- **Required action**
Each line of the material, from the first through the one containing "use rcgen::string::Ia5String;", is to be written out exactly.

- **Data shown**
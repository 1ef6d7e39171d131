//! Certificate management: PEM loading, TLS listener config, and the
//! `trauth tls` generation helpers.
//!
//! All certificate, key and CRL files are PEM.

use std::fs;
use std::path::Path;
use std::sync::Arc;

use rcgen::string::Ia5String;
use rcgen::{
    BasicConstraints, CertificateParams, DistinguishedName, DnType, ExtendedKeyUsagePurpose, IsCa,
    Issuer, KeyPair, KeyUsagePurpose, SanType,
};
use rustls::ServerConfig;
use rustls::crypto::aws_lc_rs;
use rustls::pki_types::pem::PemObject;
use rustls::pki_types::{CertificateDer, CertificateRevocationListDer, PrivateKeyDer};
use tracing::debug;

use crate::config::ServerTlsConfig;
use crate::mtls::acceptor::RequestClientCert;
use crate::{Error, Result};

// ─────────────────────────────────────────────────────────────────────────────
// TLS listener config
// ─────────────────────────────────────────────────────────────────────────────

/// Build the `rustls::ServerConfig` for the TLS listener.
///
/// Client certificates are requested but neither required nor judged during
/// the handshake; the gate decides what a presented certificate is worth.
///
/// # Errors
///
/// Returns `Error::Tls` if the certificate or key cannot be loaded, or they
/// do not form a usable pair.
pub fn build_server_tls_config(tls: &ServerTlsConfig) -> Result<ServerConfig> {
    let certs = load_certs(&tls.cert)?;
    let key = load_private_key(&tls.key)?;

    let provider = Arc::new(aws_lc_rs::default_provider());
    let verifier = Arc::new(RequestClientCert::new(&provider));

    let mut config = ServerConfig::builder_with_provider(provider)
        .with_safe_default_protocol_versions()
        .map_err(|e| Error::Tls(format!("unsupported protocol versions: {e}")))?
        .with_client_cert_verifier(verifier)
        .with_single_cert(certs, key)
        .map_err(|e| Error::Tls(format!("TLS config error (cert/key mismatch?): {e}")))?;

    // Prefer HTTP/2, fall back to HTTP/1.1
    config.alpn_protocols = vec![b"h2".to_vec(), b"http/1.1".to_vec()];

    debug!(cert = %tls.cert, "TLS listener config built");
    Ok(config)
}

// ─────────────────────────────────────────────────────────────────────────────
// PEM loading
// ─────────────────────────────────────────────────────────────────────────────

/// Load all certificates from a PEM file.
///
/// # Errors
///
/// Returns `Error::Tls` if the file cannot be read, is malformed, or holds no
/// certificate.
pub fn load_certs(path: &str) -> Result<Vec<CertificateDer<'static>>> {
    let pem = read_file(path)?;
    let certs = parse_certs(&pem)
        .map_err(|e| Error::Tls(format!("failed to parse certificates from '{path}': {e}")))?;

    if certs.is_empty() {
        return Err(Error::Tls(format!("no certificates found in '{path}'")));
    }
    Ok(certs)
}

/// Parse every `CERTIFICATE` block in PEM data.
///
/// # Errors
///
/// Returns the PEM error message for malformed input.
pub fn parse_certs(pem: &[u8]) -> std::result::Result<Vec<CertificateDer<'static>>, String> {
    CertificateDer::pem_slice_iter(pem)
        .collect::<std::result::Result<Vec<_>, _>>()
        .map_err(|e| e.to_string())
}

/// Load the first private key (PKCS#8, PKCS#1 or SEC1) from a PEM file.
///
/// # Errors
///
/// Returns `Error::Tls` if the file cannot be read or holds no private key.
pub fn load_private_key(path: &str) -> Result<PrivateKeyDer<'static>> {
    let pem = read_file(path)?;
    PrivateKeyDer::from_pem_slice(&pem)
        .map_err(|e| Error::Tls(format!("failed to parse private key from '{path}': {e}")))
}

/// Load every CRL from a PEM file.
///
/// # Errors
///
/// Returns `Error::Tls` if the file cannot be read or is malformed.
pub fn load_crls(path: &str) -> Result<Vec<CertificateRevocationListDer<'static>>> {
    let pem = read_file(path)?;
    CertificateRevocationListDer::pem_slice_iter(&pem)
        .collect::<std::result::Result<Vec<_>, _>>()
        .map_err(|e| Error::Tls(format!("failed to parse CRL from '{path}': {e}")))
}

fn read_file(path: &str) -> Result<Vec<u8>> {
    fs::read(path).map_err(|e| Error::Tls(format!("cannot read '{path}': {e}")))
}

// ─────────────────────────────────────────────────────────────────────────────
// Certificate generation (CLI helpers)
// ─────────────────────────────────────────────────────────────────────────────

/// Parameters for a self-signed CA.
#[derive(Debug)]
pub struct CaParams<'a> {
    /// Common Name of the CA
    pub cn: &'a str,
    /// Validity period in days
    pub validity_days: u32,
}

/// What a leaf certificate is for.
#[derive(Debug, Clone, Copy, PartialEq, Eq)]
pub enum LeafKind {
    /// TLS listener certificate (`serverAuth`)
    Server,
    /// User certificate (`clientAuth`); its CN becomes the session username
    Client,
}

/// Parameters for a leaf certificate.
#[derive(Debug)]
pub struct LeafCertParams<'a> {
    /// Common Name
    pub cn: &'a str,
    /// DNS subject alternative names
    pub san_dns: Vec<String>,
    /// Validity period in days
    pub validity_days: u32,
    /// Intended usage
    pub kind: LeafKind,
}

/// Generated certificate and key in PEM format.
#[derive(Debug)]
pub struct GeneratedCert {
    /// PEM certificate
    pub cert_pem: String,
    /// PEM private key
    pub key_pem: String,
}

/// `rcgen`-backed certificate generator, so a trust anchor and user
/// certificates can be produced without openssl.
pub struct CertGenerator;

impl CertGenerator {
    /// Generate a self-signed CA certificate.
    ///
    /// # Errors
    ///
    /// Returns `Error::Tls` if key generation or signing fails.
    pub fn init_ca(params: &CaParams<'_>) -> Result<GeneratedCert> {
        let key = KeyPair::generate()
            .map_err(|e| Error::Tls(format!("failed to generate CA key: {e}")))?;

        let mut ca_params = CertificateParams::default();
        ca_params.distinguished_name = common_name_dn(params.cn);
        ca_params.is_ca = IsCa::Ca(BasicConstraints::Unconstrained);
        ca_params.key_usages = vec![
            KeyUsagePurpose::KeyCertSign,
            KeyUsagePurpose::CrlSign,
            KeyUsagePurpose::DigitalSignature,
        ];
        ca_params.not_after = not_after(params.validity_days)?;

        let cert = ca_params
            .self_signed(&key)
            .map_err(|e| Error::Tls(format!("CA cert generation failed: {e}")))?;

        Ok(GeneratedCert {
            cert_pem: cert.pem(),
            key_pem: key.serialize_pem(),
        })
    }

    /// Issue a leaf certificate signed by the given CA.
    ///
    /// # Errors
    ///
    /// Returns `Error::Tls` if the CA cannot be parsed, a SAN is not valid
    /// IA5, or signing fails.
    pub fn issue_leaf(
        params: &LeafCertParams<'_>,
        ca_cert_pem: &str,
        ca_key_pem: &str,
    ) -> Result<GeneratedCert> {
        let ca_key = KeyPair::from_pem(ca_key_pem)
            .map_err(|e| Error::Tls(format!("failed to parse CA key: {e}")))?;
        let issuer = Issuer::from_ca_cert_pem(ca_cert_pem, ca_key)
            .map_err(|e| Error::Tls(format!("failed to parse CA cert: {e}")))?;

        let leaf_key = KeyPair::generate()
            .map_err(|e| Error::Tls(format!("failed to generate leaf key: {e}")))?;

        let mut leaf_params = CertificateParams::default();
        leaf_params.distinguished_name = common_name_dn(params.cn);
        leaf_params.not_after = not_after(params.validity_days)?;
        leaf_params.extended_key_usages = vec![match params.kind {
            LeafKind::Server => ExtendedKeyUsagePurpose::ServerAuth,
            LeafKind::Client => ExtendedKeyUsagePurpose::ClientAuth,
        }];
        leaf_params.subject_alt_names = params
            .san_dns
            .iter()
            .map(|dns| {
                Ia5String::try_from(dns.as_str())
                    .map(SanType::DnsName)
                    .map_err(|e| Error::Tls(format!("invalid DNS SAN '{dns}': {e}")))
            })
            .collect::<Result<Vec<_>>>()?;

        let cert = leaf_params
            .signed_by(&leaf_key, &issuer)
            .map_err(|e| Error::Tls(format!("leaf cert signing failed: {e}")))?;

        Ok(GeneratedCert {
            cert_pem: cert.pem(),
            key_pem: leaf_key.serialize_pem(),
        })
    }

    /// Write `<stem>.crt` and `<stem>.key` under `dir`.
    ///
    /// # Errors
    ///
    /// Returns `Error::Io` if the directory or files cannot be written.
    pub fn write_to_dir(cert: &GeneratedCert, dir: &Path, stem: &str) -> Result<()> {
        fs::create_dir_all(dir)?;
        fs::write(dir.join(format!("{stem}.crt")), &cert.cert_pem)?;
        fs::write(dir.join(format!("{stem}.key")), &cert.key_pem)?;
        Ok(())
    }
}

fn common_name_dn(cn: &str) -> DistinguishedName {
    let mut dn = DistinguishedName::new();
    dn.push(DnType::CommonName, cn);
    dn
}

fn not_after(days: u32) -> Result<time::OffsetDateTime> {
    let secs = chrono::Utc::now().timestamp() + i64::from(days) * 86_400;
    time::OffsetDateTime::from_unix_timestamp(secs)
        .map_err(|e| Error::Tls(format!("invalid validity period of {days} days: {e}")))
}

- **Task solution**
repository 1ef6d7e39171d131
//! Certificate management: PEM loading, TLS listener config, and the
//! `trauth tls` generation helpers.
//!
//! All certificate, key and CRL files are PEM.

use std::fs;
use std::path::Path;
use std::sync::Arc;

use rcgen::string::Ia5String;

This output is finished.